One of my favorite songs is Bastille’s “Poet,” off the double album “All This Bad Blood.”
In the chorus, frontman Dan Smith sings, “I have written you down now, you will live forever / And all the world will read you and you will live forever / In eyes not yet created, on tongues that are not born / I have written you down now, you will live forever.”
It got me thinking about how when we write anything down, we are creating history for someone days, weeks, and even years in the future to find and learn from.
The houses of Marblehead are no exception to this, with the town’s long, storied history and archives that are nearly as extensive.
There is a house here in town with its history outside of the archives, living instead in the pages of a novel.
Anya Seton’s 1948 novel “The Hearth and Eagle” is a historical novel that takes place in Marblehead.
In the 1948 edition, the author’s note reads, “As I returned (to Marblehead) again and again, and studied the material more deeply, the town itself produced the story of Hesper (Honeywood) and her family and the old Inn.”
Hesper Honeywood is the fictional main character of the novel, and the “old Inn” is based off of 30 Franklin St. Franklin Street itself is mentioned many times throughout the novel.

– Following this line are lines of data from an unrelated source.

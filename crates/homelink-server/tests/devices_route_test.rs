#![allow(clippy::unwrap_used)]
// Route tests driving the axum router directly with tower's oneshot,
// with wiremock standing in for the vendor cloud.

use std::sync::Arc;
use std::time::Duration;

use axum::Router;
use axum::body::Body;
use axum::http::{Request, StatusCode};
use secrecy::SecretString;
use serde_json::{Value, json};
use tower::ServiceExt;
use url::Url;
use wiremock::matchers::{method, path, query_param};
use wiremock::{Mock, MockServer, ResponseTemplate};

use homelink_api::{AuthClient, InsightsClient, InsightsConfig, TransportConfig};
use homelink_core::{DeviceService, RetryPolicy};
use homelink_server::{AppState, create_router};

// ── Helpers ─────────────────────────────────────────────────────────

async fn test_app(server: &MockServer) -> Router {
    Mock::given(method("POST"))
        .and(path("/oauth/token"))
        .respond_with(ResponseTemplate::new(200).set_body_json(json!({
            "access_token": "tok-1",
            "expires_in": 3600,
        })))
        .mount(server)
        .await;

    let config = InsightsConfig {
        auth_url: Url::parse(&format!("{}/oauth/token", server.uri())).unwrap(),
        base_url: Url::parse(&server.uri()).unwrap(),
        client_id: "client-1".into(),
        client_secret: SecretString::from("sekrit".to_string()),
        username: "ops".into(),
        password: SecretString::from("hunter2".to_string()),
        tenant: None,
    };

    let transport = TransportConfig::default();
    let auth = Arc::new(AuthClient::new(config.clone(), &transport).unwrap());
    let client = Arc::new(InsightsClient::new(&config, auth, &transport).unwrap());
    let policy = RetryPolicy {
        max_retries: 3,
        base_delay: Duration::from_millis(5),
    };
    let devices = Arc::new(DeviceService::new(client, policy));

    create_router(AppState { devices })
}

async fn get_json(app: Router, uri: &str) -> (StatusCode, Value) {
    let response = app
        .oneshot(Request::builder().uri(uri).body(Body::empty()).unwrap())
        .await
        .unwrap();

    let status = response.status();
    let bytes = axum::body::to_bytes(response.into_body(), usize::MAX)
        .await
        .unwrap();
    let body = serde_json::from_slice(&bytes).unwrap();
    (status, body)
}

// ── Tests ───────────────────────────────────────────────────────────

#[tokio::test]
async fn missing_identifier_is_rejected_with_400() {
    let server = MockServer::start().await;
    let app = test_app(&server).await;

    let (status, body) = get_json(app, "/api/devices").await;

    assert_eq!(status, StatusCode::BAD_REQUEST);
    assert_eq!(body["error"], "Router serial number is required");
}

#[tokio::test]
async fn devices_are_returned_as_a_json_array() {
    let server = MockServer::start().await;
    let app = test_app(&server).await;

    Mock::given(method("GET"))
        .and(path("/system/device-list"))
        .and(query_param("serialNumber", "CXNK0012345"))
        .respond_with(ResponseTemplate::new(200).set_body_json(json!([
            { "macAddress": "aa:bb:cc:dd:ee:ff", "hostName": "laptop" },
        ])))
        .mount(&server)
        .await;

    Mock::given(method("GET"))
        .and(path("/device/detail"))
        .respond_with(ResponseTemplate::new(200).set_body_json(json!({
            "wifiScore": 4,
            "connection": "5GHz",
        })))
        .mount(&server)
        .await;

    let (status, body) = get_json(app, "/api/devices?routerNumber=CXNK0012345").await;

    assert_eq!(status, StatusCode::OK);
    let devices = body.as_array().expect("array body");
    assert_eq!(devices.len(), 1);
    assert_eq!(devices[0]["name"], "laptop");
    assert_eq!(devices[0]["connectionType"], "5GHz");
    assert_eq!(devices[0]["wifiScore"], 4.0);
    assert_eq!(devices[0]["signalQuality"]["level"], "excellent");
}

#[tokio::test]
async fn serial_number_is_accepted_as_alias() {
    let server = MockServer::start().await;
    let app = test_app(&server).await;

    Mock::given(method("GET"))
        .and(path("/system/device-list"))
        .and(query_param("serialNumber", "CXNK0012345"))
        .respond_with(ResponseTemplate::new(200).set_body_json(json!([])))
        .expect(1)
        .mount(&server)
        .await;

    let (status, body) = get_json(app, "/api/devices?serialNumber=CXNK0012345").await;

    assert_eq!(status, StatusCode::OK);
    assert_eq!(body, json!([]));
}

#[tokio::test]
async fn vendor_list_failure_passes_status_and_payload_through() {
    let server = MockServer::start().await;
    let app = test_app(&server).await;

    Mock::given(method("GET"))
        .and(path("/system/device-list"))
        .respond_with(ResponseTemplate::new(502).set_body_json(json!({
            "errorMessage": "upstream unavailable",
        })))
        .mount(&server)
        .await;

    let (status, body) = get_json(app, "/api/devices?routerNumber=CXNK0012345").await;

    assert_eq!(status, StatusCode::BAD_GATEWAY);
    assert!(
        body["error"].as_str().unwrap().contains("upstream unavailable"),
        "unexpected error body: {body}"
    );
    assert_eq!(body["details"]["errorMessage"], "upstream unavailable");
}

Though the plot in “The Hearth and Eagle” is fictitious, Seton emphasized just how much the true Marblehead influenced the story.
“Marblehead, Massachusetts, the background to this story, is typical of many of our New England seacoast towns in the development and decline of two out of three of the industries which have supported it through the years, and at first I had no intention of naming it specifically. But as I began research over two years ago, I soon discovered that Marblehead is far too vivid and fiercely individualistic to be flattened into a type,” Seton wrote.
Seton, in choosing Marblehead and all of its quirks to be the background of her novel, has penned this town into history. Because of her and her novel, people who will never step foot on Marblehead’s streets will know this town.
We cannot escape history — neither its presence or the act of making it — no matter how hard we try. Even when we try to evade it by delving into fiction, there too we are met by history and its grip.
Marblehead has been written down, and it will live forever.